Advertising copy writers in Fort Lauderdale, Florida, thought the lyrics, ". . . and it burns burns burns, that ring of fire, that ring of fire", were perfect for such an advert.
Johnny Cash
So did Merle Kilgore, the song's co-writer and the manager of Hank Williams jnr. He said he had often joked about the pile cream possibilities of his words.
He said: "On stage, I would say, 'Ladies and gentlemen, I dedicate this song to the makers of Preparation H.' " However, the singer Rosanne Cash, the country star's daughter, said in Nashville, Tennessee, that she was appalled by the crassness of the approach.
"Merle started talking about this moronic tie-in without talking to any of us. We would never allow the song to be demeaned like that."
Kilgore said: "I certainly did not want to upset the Cash family, because I love them. I just thought it was funny."
The idea of the commercial was that of Sula Miller, a Florida television producer, who heard the song while "struggling with the uncomfortable condition".

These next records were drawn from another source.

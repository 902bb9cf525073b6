//! Operator-facing configuration (`spec.md` §9's "resolved as configuration
//! rather than compile-time constants" note): peer address, listening
//! ports, and round policy, loaded the way the teacher loads its network
//! config — a TOML file via the `config` crate, layered with environment
//! overrides and CLI flags from `clap`.

use std::{net::SocketAddr, path::Path};

use serde::Deserialize;
use thiserror::Error;

#[derive(Error, Debug)]
pub enum Error {
    #[error("failed to load configuration: {0}")]
    Load(#[from] ::config::ConfigError),

    #[error("invalid socket address {0:?}: {1}")]
    BadAddr(String, std::net::AddrParseError),
}

/// This server's full configuration: which peer to talk to, which ports to
/// listen on, and the default round policy applied when a client's
/// `InitMessage` doesn't override it.
#[derive(Debug, Clone, Deserialize)]
pub struct ServerConfig {
    /// Which of the two servers this process is (0 or 1), matching
    /// `spec.md` §4.3's `is_first` role split.
    pub server_index: u8,

    /// Address of the other server, used for the SNIP/aggregation peer
    /// connection.
    pub peer_addr: String,

    /// Port this server listens on for client submissions.
    #[serde(default = "default_client_port")]
    pub client_port: u16,

    /// Port used for the dedicated OT side-connection (`spec.md` §4.4/§5).
    #[serde(default = "default_ot_port")]
    pub ot_port: u16,

    /// Fraction of submissions that must validate for a round to publish a
    /// result (`spec.md` §9 Open Question, resolved here as policy).
    #[serde(default = "default_invalid_threshold")]
    pub invalid_threshold: f64,
}

fn default_client_port() -> u16 {
    7000
}

fn default_ot_port() -> u16 {
    60051
}

fn default_invalid_threshold() -> f64 {
    0.5
}

impl ServerConfig {
    /// Loads configuration from a TOML file, allowing `PRIO_` prefixed
    /// environment variables to override individual fields, the same
    /// layering the teacher's `config` crate usage follows.
    pub fn from_file(path: &Path) -> Result<Self, Error> {
        let raw = ::config::Config::builder()
            .add_source(::config::File::from(path))
            .add_source(::config::Environment::with_prefix("PRIO"))
            .build()?;
        Ok(raw.try_deserialize()?)
    }

    pub fn peer_socket_addr(&self) -> Result<SocketAddr, Error> {
        self.peer_addr
            .parse()
            .map_err(|e| Error::BadAddr(self.peer_addr.clone(), e))
    }

    pub fn is_first(&self) -> bool {
        self.server_index == 0
    }
}

#[cfg(test)]
mod tests {
    use super::*;
    use std::io::Write;

    #[test]
    fn loads_minimal_config_with_defaults() {
        let mut file = tempfile::NamedTempFile::new().unwrap();
        writeln!(file, "server_index = 0\npeer_addr = \"127.0.0.1:7001\"").unwrap();
        let cfg = ServerConfig::from_file(file.path()).unwrap();
        assert_eq!(cfg.client_port, 7000);
        assert_eq!(cfg.ot_port, 60051);
        assert!((cfg.invalid_threshold - 0.5).abs() < 1e-9);
        assert!(cfg.is_first());
    }

    #[test]
    fn overrides_defaults_when_present() {
        let mut file = tempfile::NamedTempFile::new().unwrap();
        writeln!(
            file,
            "server_index = 1\npeer_addr = \"127.0.0.1:7001\"\nclient_port = 8000\ninvalid_threshold = 0.8"
        )
        .unwrap();
        let cfg = ServerConfig::from_file(file.path()).unwrap();
        assert_eq!(cfg.client_port, 8000);
        assert!((cfg.invalid_threshold - 0.8).abs() < 1e-9);
        assert!(!cfg.is_first());
    }
}
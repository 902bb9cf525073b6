use std::fmt;

use generic_array::{typenum::U32, GenericArray};
use rand_core::RngCore;

use crate::ff::Serializable;

/// Opaque 32-byte submission identifier. Used only for deduplication and
/// cross-server matching, never verified as a credential (`spec.md` §1 Non-goals).
#[derive(Clone, Copy, PartialEq, Eq, Hash, PartialOrd, Ord)]
pub struct Pk([u8; 32]);

impl Pk {
    pub fn new(bytes: [u8; 32]) -> Self {
        Pk(bytes)
    }

    /// Generates a fresh, effectively-unique `pk`, the way a client mints
    /// one per submission (`original_source/client.cpp`'s `make_pk`).
    pub fn generate(rng: &mut impl RngCore) -> Self {
        let mut bytes = [0u8; 32];
        rng.fill_bytes(&mut bytes);
        Pk(bytes)
    }

    pub fn as_bytes(&self) -> &[u8; 32] {
        &self.0
    }
}

impl fmt::Debug for Pk {
    fn fmt(&self, f: &mut fmt::Formatter<'_>) -> fmt::Result {
        write!(f, "Pk({})", hex::encode(self.0))
    }
}

impl fmt::Display for Pk {
    fn fmt(&self, f: &mut fmt::Formatter<'_>) -> fmt::Result {
        write!(f, "{}", hex::encode(self.0))
    }
}

impl Serializable for Pk {
    type Size = U32;

    fn serialize(&self, buf: &mut GenericArray<u8, Self::Size>) {
        buf.copy_from_slice(&self.0);
    }

    fn deserialize(buf: &GenericArray<u8, Self::Size>) -> Self {
        Pk(buf.as_slice().try_into().unwrap())
    }
}

#[cfg(test)]
mod tests {
    use super::*;
    use rand::thread_rng;

    #[test]
    fn distinct_pks_are_not_equal() {
        let mut rng = thread_rng();
        let a = Pk::generate(&mut rng);
        let b = Pk::generate(&mut rng);
        assert_ne!(a, b);
    }

    #[test]
    fn display_is_lowercase_hex() {
        let pk = Pk::new([0xab; 32]);
        assert_eq!(pk.to_string(), "ab".repeat(32));
    }
}
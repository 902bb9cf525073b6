use crate::ff::Fp;

use super::{Circuit, Gate};

/// `CheckVar`: inputs `(x, y)`; asserts `x*x - y = 0` (`spec.md` §4.1).
/// Used to validate a `VarShare`'s claimed square against its value.
pub fn check_var() -> Circuit {
    let gates = vec![
        Gate::Input,     // 0: x
        Gate::Input,     // 1: y  (claimed x^2)
        Gate::Mul(0, 0), // 2: x*x
        Gate::Sub(2, 1), // 3: x*x - y
    ];
    Circuit::new(gates, 2, vec![3])
}

/// `CheckLinReg(d)`: inputs `x_1..x_{d-1}, y`, then the claimed pairwise
/// products `x_j*x_k` (`j <= k`, row-major) and the claimed products
/// `x_j*y`; asserts every claimed product equals the product of its
/// claimed factors (`spec.md` §4.1), matching the input layout
/// `original_source/client.cpp`'s `lin_reg_helper` builds.
///
/// Each product's residual gets its own output wire rather than being
/// folded into a single wire here: the "claimed" product inputs are free
/// input wires the SNIP multiplication check never constrains on their own,
/// so combining several residuals with fixed public weights known to the
/// client ahead of time lets it zero out one residual's error against
/// another's. The caller (`protocol::server::output_wire_round`) combines
/// these wires with `circuit::combine_outputs` under a challenge chosen only
/// after the client's packet is fixed.
pub fn check_lin_reg(d: usize) -> Circuit {
    assert!(d >= 2, "linear regression needs at least one predictor");
    let num_x = d - 1;
    let num_quad = num_x * (num_x + 1) / 2;

    let mut gates = Vec::new();
    // Inputs: x_1..x_{num_x-1}, y
    for _ in 0..num_x {
        gates.push(Gate::Input);
    }
    let y_wire = gates.len();
    gates.push(Gate::Input);

    // Claimed quadratic products x_j*x_k, j <= k.
    let mut claimed_quad = Vec::with_capacity(num_quad);
    for _ in 0..num_quad {
        claimed_quad.push(gates.len());
        gates.push(Gate::Input);
    }
    // Claimed cross products x_j*y.
    let mut claimed_xy = Vec::with_capacity(num_x);
    for _ in 0..num_x {
        claimed_xy.push(gates.len());
        gates.push(Gate::Input);
    }
    let num_inputs = gates.len();

    let mut diffs = Vec::with_capacity(num_quad + num_x);
    let mut idx = 0;
    for j in 0..num_x {
        for k in j..num_x {
            let actual = gates.len();
            gates.push(Gate::Mul(j, k));
            let diff = gates.len();
            gates.push(Gate::Sub(actual, claimed_quad[idx]));
            diffs.push(diff);
            idx += 1;
        }
    }
    for (j, &claimed) in claimed_xy.iter().enumerate() {
        let actual = gates.len();
        gates.push(Gate::Mul(j, y_wire));
        let diff = gates.len();
        gates.push(Gate::Sub(actual, claimed));
        diffs.push(diff);
    }

    Circuit::new(gates, num_inputs, diffs)
}
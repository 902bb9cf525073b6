//! Submission client. Splits one plaintext value into the two servers'
//! shares (`protocol::client`) and sends each server its half over a plain
//! TCP connection, after the per-round `InitMessage` header both servers
//! expect (`spec.md` §6).

use std::{net::SocketAddr, process};

use clap::{Parser, ValueEnum};
use rand::RngCore;
use tracing::error;

use prio_aggregate::{
    ff,
    heavy::HeavyConfig,
    net,
    pk::Pk,
    protocol::{self, client as encode, StatTag},
};

#[derive(Debug, Clone, Copy, ValueEnum, PartialEq, Eq)]
enum Stat {
    BitSum,
    IntSum,
    And,
    Or,
    Max,
    Min,
    Var,
    StdDev,
    LinReg,
    Freq,
    CountMin,
    Heavy,
}

impl Stat {
    fn to_tag(self) -> StatTag {
        match self {
            Stat::BitSum => StatTag::BitSum,
            Stat::IntSum => StatTag::IntSum,
            Stat::And => StatTag::And,
            Stat::Or => StatTag::Or,
            Stat::Max => StatTag::Max,
            Stat::Min => StatTag::Min,
            Stat::Var => StatTag::Var,
            Stat::StdDev => StatTag::StdDev,
            Stat::LinReg => StatTag::LinReg,
            Stat::Freq => StatTag::Freq,
            Stat::CountMin => StatTag::CountMin,
            Stat::Heavy => StatTag::Heavy,
        }
    }
}

#[derive(Debug, Parser)]
#[command(name = "client", about = "Secure-aggregation submission client")]
struct Args {
    /// Which statistic this submission contributes to.
    #[arg(long, value_enum)]
    stat: Stat,

    /// The plaintext value to submit (unused by `LinReg`, which takes
    /// `--xs`/`--y` instead).
    #[arg(long, default_value_t = 0)]
    value: u64,

    /// Number of bits the value is bounded by (`IntSum`/`Freq`/`Heavy`).
    #[arg(long, default_value_t = 32)]
    num_bits: u32,

    /// Upper bound `B` of the unary threshold indicator (`Max`/`Min`).
    #[arg(long)]
    bound: Option<u64>,

    /// Independent variables (`LinReg`), comma-separated.
    #[arg(long, value_delimiter = ',')]
    xs: Vec<u64>,

    /// Dependent variable (`LinReg`).
    #[arg(long)]
    y: Option<u64>,

    /// Hex-encoded 32-byte hash-family seed (`CountMin`/`Heavy`). A fresh
    /// random seed is minted and printed if omitted; every client and both
    /// servers must agree on the same seed for a round.
    #[arg(long)]
    seed: Option<String>,

    /// Count-min sketch row count `d` (`CountMin`/`Heavy`).
    #[arg(long, default_value_t = 4)]
    hash_rows: usize,

    /// Count-min sketch width `w` (`CountMin`/`Heavy`).
    #[arg(long, default_value_t = 256)]
    hash_width: usize,

    /// Heavy-hitter frequency threshold fraction `t` (`Heavy`).
    #[arg(long, default_value_t = 0.1)]
    heavy_threshold: f64,

    /// Server 0's client-submission address.
    #[arg(long)]
    server0: SocketAddr,

    /// Server 1's client-submission address.
    #[arg(long)]
    server1: SocketAddr,

    /// Total submissions this round expects, forwarded in the init header
    /// so the server knows how many records to read.
    #[arg(long)]
    num_of_inputs: u64,
}

#[tokio::main]
async fn main() {
    let args = Args::parse();
    tracing_subscriber::fmt().init();

    if let Err(e) = run(args).await {
        error!(error = %e, "client submission failed");
        process::exit(1);
    }
}

fn resolve_seed(raw: Option<&str>, rng: &mut impl RngCore) -> [u8; 32] {
    match raw {
        Some(hex_str) => {
            let bytes = hex::decode(hex_str).expect("--seed must be 64 hex characters");
            bytes.try_into().expect("--seed must decode to exactly 32 bytes")
        }
        None => {
            let mut seed = [0u8; 32];
            rng.fill_bytes(&mut seed);
            tracing::info!(seed = %hex::encode(seed), "minted a fresh hash-family seed for this round");
            seed
        }
    }
}

async fn run(args: Args) -> prio_aggregate::Result<()> {
    ff::set_modulus(0xFFFF_FFFF_0000_0001);
    let mut rng = rand::thread_rng();
    let pk = Pk::generate(&mut rng);
    let tag = args.stat.to_tag();

    let mut sock0 = tokio::net::TcpStream::connect(args.server0).await?;
    let mut sock1 = tokio::net::TcpStream::connect(args.server1).await?;

    let uses_heavy = matches!(tag, StatTag::CountMin | StatTag::Heavy);
    let seed = if uses_heavy { Some(resolve_seed(args.seed.as_deref(), &mut rng)) } else { None };
    let heavy_cfg = uses_heavy.then(|| HeavyConfig { t: args.heavy_threshold, w: args.hash_width, d: args.hash_rows });

    let init = protocol::InitMessage {
        tag,
        num_bits: args.num_bits,
        num_of_inputs: args.num_of_inputs as usize,
        max_inp: matches!(tag, StatTag::Max | StatTag::Min).then(|| {
            args.bound.expect("--bound is required for Max/Min")
        }),
        degree: matches!(tag, StatTag::LinReg).then_some(args.xs.len() + 1),
        heavy: heavy_cfg,
        hash_seed: seed,
    };
    init.write(&mut sock0).await?;
    init.write(&mut sock1).await?;

    match tag {
        StatTag::BitSum | StatTag::And | StatTag::Or => {
            let value = args.value != 0;
            let (s0, s1) = encode::encode_bit(pk, value, &mut rng);
            net::write_pk(&mut sock0, &pk).await?;
            net::write_bool(&mut sock0, s0.bit.as_bool()).await?;
            net::write_pk(&mut sock1, &pk).await?;
            net::write_bool(&mut sock1, s1.bit.as_bool()).await?;
        }
        StatTag::IntSum => {
            let (s0, s1) = encode::encode_int(pk, args.value, args.num_bits, &mut rng);
            net::write_pk(&mut sock0, &pk).await?;
            net::write_fp(&mut sock0, s0.value).await?;
            net::write_pk(&mut sock1, &pk).await?;
            net::write_fp(&mut sock1, s1.value).await?;
        }
        StatTag::Max | StatTag::Min => {
            let bound = args.bound.expect("--bound is required for Max/Min");
            let is_max = tag == StatTag::Max;
            let (s0, s1) = encode::encode_max(pk, args.value, bound, is_max, &mut rng);
            net::write_pk(&mut sock0, &pk).await?;
            net::write_fp_vec(&mut sock0, &s0.indicator).await?;
            net::write_pk(&mut sock1, &pk).await?;
            net::write_fp_vec(&mut sock1, &s1.indicator).await?;
        }
        StatTag::Var | StatTag::StdDev => {
            let (s0, s1, p0, p1) = encode::encode_var(pk, args.value, &mut rng);
            net::write_pk(&mut sock0, &pk).await?;
            net::write_fp(&mut sock0, s0.v).await?;
            net::write_fp(&mut sock0, s0.v_squared).await?;
            net::write_client_packet(&mut sock0, &p0).await?;
            net::write_pk(&mut sock1, &pk).await?;
            net::write_fp(&mut sock1, s1.v).await?;
            net::write_fp(&mut sock1, s1.v_squared).await?;
            net::write_client_packet(&mut sock1, &p1).await?;
        }
        StatTag::LinReg => {
            let y = args.y.expect("--y is required for LinReg");
            let (s0, s1, p0, p1) = encode::encode_linreg(pk, &args.xs, y, &mut rng);
            net::write_pk(&mut sock0, &pk).await?;
            net::write_fp_vec(&mut sock0, &s0.xs).await?;
            net::write_fp(&mut sock0, s0.y).await?;
            net::write_fp_vec(&mut sock0, &s0.cross_products).await?;
            net::write_fp_vec(&mut sock0, &s0.xy_products).await?;
            net::write_client_packet(&mut sock0, &p0).await?;
            net::write_pk(&mut sock1, &pk).await?;
            net::write_fp_vec(&mut sock1, &s1.xs).await?;
            net::write_fp(&mut sock1, s1.y).await?;
            net::write_fp_vec(&mut sock1, &s1.cross_products).await?;
            net::write_fp_vec(&mut sock1, &s1.xy_products).await?;
            net::write_client_packet(&mut sock1, &p1).await?;
        }
        StatTag::Freq => {
            let (s0, s1) = encode::encode_freq(pk, args.value, args.num_bits, &mut rng);
            net::write_pk(&mut sock0, &pk).await?;
            net::write_bit_vec(&mut sock0, &s0.indicator).await?;
            net::write_pk(&mut sock1, &pk).await?;
            net::write_bit_vec(&mut sock1, &s1.indicator).await?;
        }
        StatTag::CountMin => {
            let seed = seed.expect("CountMin always derives a hash seed above");
            let (s0, s1) = encode::encode_countmin(pk, args.value, seed, args.hash_rows, args.hash_width, &mut rng);
            net::write_pk(&mut sock0, &pk).await?;
            net::write_bit_vec(&mut sock0, &s0.indicator).await?;
            net::write_pk(&mut sock1, &pk).await?;
            net::write_bit_vec(&mut sock1, &s1.indicator).await?;
        }
        StatTag::Heavy => {
            let seed = seed.expect("Heavy always derives a hash seed above");
            let cfg = heavy_cfg.expect("Heavy always derives sketch parameters above");
            let (s0, s1) = encode::encode_heavy(pk, args.value, seed, &cfg, args.num_bits, &mut rng);
            net::write_pk(&mut sock0, &pk).await?;
            net::write_bit_vec(&mut sock0, &s0.indicator).await?;
            net::write_pk(&mut sock1, &pk).await?;
            net::write_bit_vec(&mut sock1, &s1.indicator).await?;
        }
        StatTag::NoneOp => {}
    }

    Ok(())
}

Cash, who died in September, aged 71, allowed the song, co-written by his wife June Carter, to be used in 1999 for a commercial for Levi's jeans. But Miss Cash said the family would legally block any attempt to exploit it for haemorrhoid cream.
She said: "It is about the transformative power of love. That is what it will always mean to us."
The family's decision will mean a huge loss in fees to the singer's estate. For example, the Rolling Stones negotiated a fee of more than $500 million a year from Microsoft for the use of Start Me Up on Windows 95.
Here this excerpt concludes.